I'm begging anime gacha games to try something new. The chokehold Genshin Impact has on the genre is so obvious that anytime a new one shows up at The Game Awards I force my friends to guess if Hoyoverse made it or not. I've played a lot of them and I can barely tell anymore.

There's nothing wrong with Genshin Impact, but I only need so many open world action RPGs where you meet anime characters you can collect like Pokémon, and most of the copycats don't have anything else going on.

Arknights: Endfield, however, does have something else going on: surprisingly robust factory building. I can't name another gacha game where you mine raw materials and process them in a maze of conveyor belts. Factorio always looked like a game I'd never click with, but Endfield has turned me into the kind of person who can spend hours reorganizing their base just to make it slightly more efficient.

The problem now is that I like the factory building so much that I'm disappointed when Endfield interrupts it to make me play more of its sad sci-fi Genshin Impact-style adventure with characters that make me want to turn the sound off.

Evil, corruption-spreading rocks have appeared on the planet and everyone is relying on your character, the Endministrator, to solve it. Amusingly, they have amnesia so it takes a few hours before you realize the disturbing truth that you're in charge of a corporation that exists to colonize planets and drain them of their resources.
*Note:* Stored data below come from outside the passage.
//! The Discord gateway listener.
//!
//! Holds an outbound WebSocket to the Discord gateway, answers the
//! heartbeat protocol, and forwards the dispatch frames the runtime cares
//! about to the webhook endpoint so the normal ingress path handles them.
//! The socket runs for a bounded duration and stops promptly on
//! cancellation; continuity across invocations is the coordinator's job.

use std::time::Duration;

use async_trait::async_trait;
use futures_util::{SinkExt, StreamExt};
use serde::Deserialize;
use serde_json::json;
use tokio_tungstenite::connect_async;
use tokio_tungstenite::tungstenite::Message as WsMessage;
use tokio_util::sync::CancellationToken;

use palaver_core::adapter::GatewayListener;
use palaver_core::error::AdapterError;

use crate::adapter::ADAPTER_NAME;

const GATEWAY_URL: &str = "wss://gateway.discord.gg/?v=10&encoding=json";

const OP_DISPATCH: u8 = 0;
const OP_HEARTBEAT: u8 = 1;
const OP_IDENTIFY: u8 = 2;
const OP_RECONNECT: u8 = 7;
const OP_INVALID_SESSION: u8 = 9;
const OP_HELLO: u8 = 10;
const OP_HEARTBEAT_ACK: u8 = 11;

/// GUILDS + GUILD_MESSAGES + GUILD_MESSAGE_REACTIONS + MESSAGE_CONTENT.
const INTENTS: u64 = (1 << 0) | (1 << 9) | (1 << 10) | (1 << 15);

/// Dispatch types forwarded to the webhook endpoint.
const FORWARDED: &[&str] = &[
    "MESSAGE_CREATE",
    "MESSAGE_UPDATE",
    "MESSAGE_REACTION_ADD",
    "MESSAGE_REACTION_REMOVE",
];

#[derive(Debug, Deserialize)]
struct GatewayPayload {
    op: u8,
    #[serde(default)]
    d: Option<serde_json::Value>,
    #[serde(default)]
    s: Option<u64>,
    #[serde(default)]
    t: Option<String>,
}

#[derive(Debug, Deserialize)]
struct HelloData {
    heartbeat_interval: u64,
}

pub struct DiscordGateway {
    token: String,
    /// Full URL dispatch frames are POSTed to, including any
    /// protection-bypass query parameter.
    forward_url: Option<String>,
    http: reqwest::Client,
}

impl DiscordGateway {
    pub fn new(token: String, forward_url: Option<String>) -> Self {
        Self {
            token,
            forward_url,
            http: reqwest::Client::new(),
        }
    }

    async fn forward(&self, kind: &str, payload: &serde_json::Value) {
        let Some(url) = &self.forward_url else {
            log::debug!("no forward url configured, dropping {kind}");
            return;
        };
        // Forwarding failures are logged and swallowed: losing one event
        // must not take the socket down.
        match self.http.post(url).json(payload).send().await {
            Ok(response) if !response.status().is_success() => {
                log::warn!("forwarding {kind} returned {}", response.status());
            }
            Ok(_) => {}
            Err(e) => log::warn!("forwarding {kind} failed: {e}"),
        }
    }
}

#[async_trait]
impl GatewayListener for DiscordGateway {
    async fn run(&self, duration: Duration, cancel: CancellationToken) -> Result<(), AdapterError> {
        let deadline = tokio::time::Instant::now() + duration;

        let (socket, _) = connect_async(GATEWAY_URL)
            .await
            .map_err(|e| AdapterError::network(ADAPTER_NAME, e))?;
        let (mut sink, mut stream) = socket.split();
        log::info!("discord gateway connected for up to {duration:?}");

        // Until HELLO arrives we do not know the heartbeat cadence.
        let mut heartbeat_interval = Duration::from_secs(41);
        let mut next_heartbeat = tokio::time::Instant::now() + heartbeat_interval;
        let mut last_seq: Option<u64> = None;
        let mut identified = false;

        loop {
            tokio::select! {
                () = cancel.cancelled() => {
                    log::info!("discord gateway listener cancelled");
                    break;
                }
                () = tokio::time::sleep_until(deadline) => {
                    log::info!("discord gateway listener reached its deadline");
                    break;
                }
                () = tokio::time::sleep_until(next_heartbeat) => {
                    next_heartbeat = tokio::time::Instant::now() + heartbeat_interval;
                    let beat = json!({ "op": OP_HEARTBEAT, "d": last_seq });
                    if let Err(e) = sink.send(WsMessage::text(beat.to_string())).await {
                        log::warn!("heartbeat send failed: {e}");
                        break;
                    }
                }
                frame = stream.next() => {
                    let Some(frame) = frame else {
                        log::info!("discord gateway closed the connection");
                        break;
                    };
                    let text = match frame {
                        Ok(WsMessage::Text(text)) => text,
                        Ok(WsMessage::Close(_)) => {
                            log::info!("discord gateway sent close");
                            break;
                        }
                        Ok(_) => continue,
                        Err(e) => {
                            log::warn!("gateway socket error: {e}");
                            break;
                        }
                    };
                    let payload: GatewayPayload = match serde_json::from_str(text.as_str()) {
                        Ok(payload) => payload,
                        Err(e) => {
                            log::warn!("undecodable gateway frame: {e}");
                            continue;
                        }
                    };
                    if let Some(seq) = payload.s {
                        last_seq = Some(seq);
                    }
                    match payload.op {
                        OP_HELLO => {
                            if let Some(hello) = payload
                                .d
                                .as_ref()
                                .and_then(|d| serde_json::from_value::<HelloData>(d.clone()).ok())
                            {
                                heartbeat_interval = Duration::from_millis(hello.heartbeat_interval);
                                // First beat goes out early; steady state
                                // follows the advertised interval.
                                next_heartbeat =
                                    tokio::time::Instant::now() + heartbeat_interval / 2;
                            }
                            if !identified {
                                let identify = json!({
                                    "op": OP_IDENTIFY,
                                    "d": {
                                        "token": self.token,
                                        "intents": INTENTS,
                                        "properties": {
                                            "os": std::env::consts::OS,
                                            "browser": "palaver",
                                            "device": "palaver"
                                        }
                                    }
                                });
                                if let Err(e) =
                                    sink.send(WsMessage::text(identify.to_string())).await
                                {
                                    log::warn!("identify send failed: {e}");
                                    break;
                                }
                                identified = true;
                            }
                        }
                        OP_HEARTBEAT => {
                            // The gateway may request an immediate beat.
                            let beat = json!({ "op": OP_HEARTBEAT, "d": last_seq });
                            if let Err(e) = sink.send(WsMessage::text(beat.to_string())).await {
                                log::warn!("requested heartbeat send failed: {e}");
                                break;
                            }
                        }
                        OP_HEARTBEAT_ACK => {}
                        OP_RECONNECT | OP_INVALID_SESSION => {
                            // A fresh listener invocation will reconnect;
                            // this one just winds down.
                            log::info!("gateway asked for a reconnect (op {})", payload.op);
                            break;
                        }
                        OP_DISPATCH => {
                            let kind = payload.t.as_deref().unwrap_or("");
                            if kind == "READY" {
                                log::info!("discord gateway session ready");
                            } else if FORWARDED.contains(&kind) {
                                let frame = json!({ "t": kind, "d": payload.d });
                                self.forward(kind, &frame).await;
                            }
                        }
                        other => log::debug!("ignoring gateway op {other}"),
                    }
                }
            }
        }

        let _ = sink.send(WsMessage::Close(None)).await;
        Ok(())
    }
}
I can deal with that, I just need Endfield's cloying cast of Endministrator-obsessed anime characters to be quiet and let me build. Endfield's main storyline is written as if it's worried you'll turn it off if someone doesn't remind you that you're the only one in the world who knows how to fight rock monsters with a team of four characters and their special abilities. I'd be surprised if that's true, because it's really not that complicated. Much like Genshin Impact, you basically spam skills at spongey enemies and dodge out of their attacks until they die. Your team can set up combos by debuffing enemies with different elements, but, at least for the story missions, you don't really need to do all that to get by.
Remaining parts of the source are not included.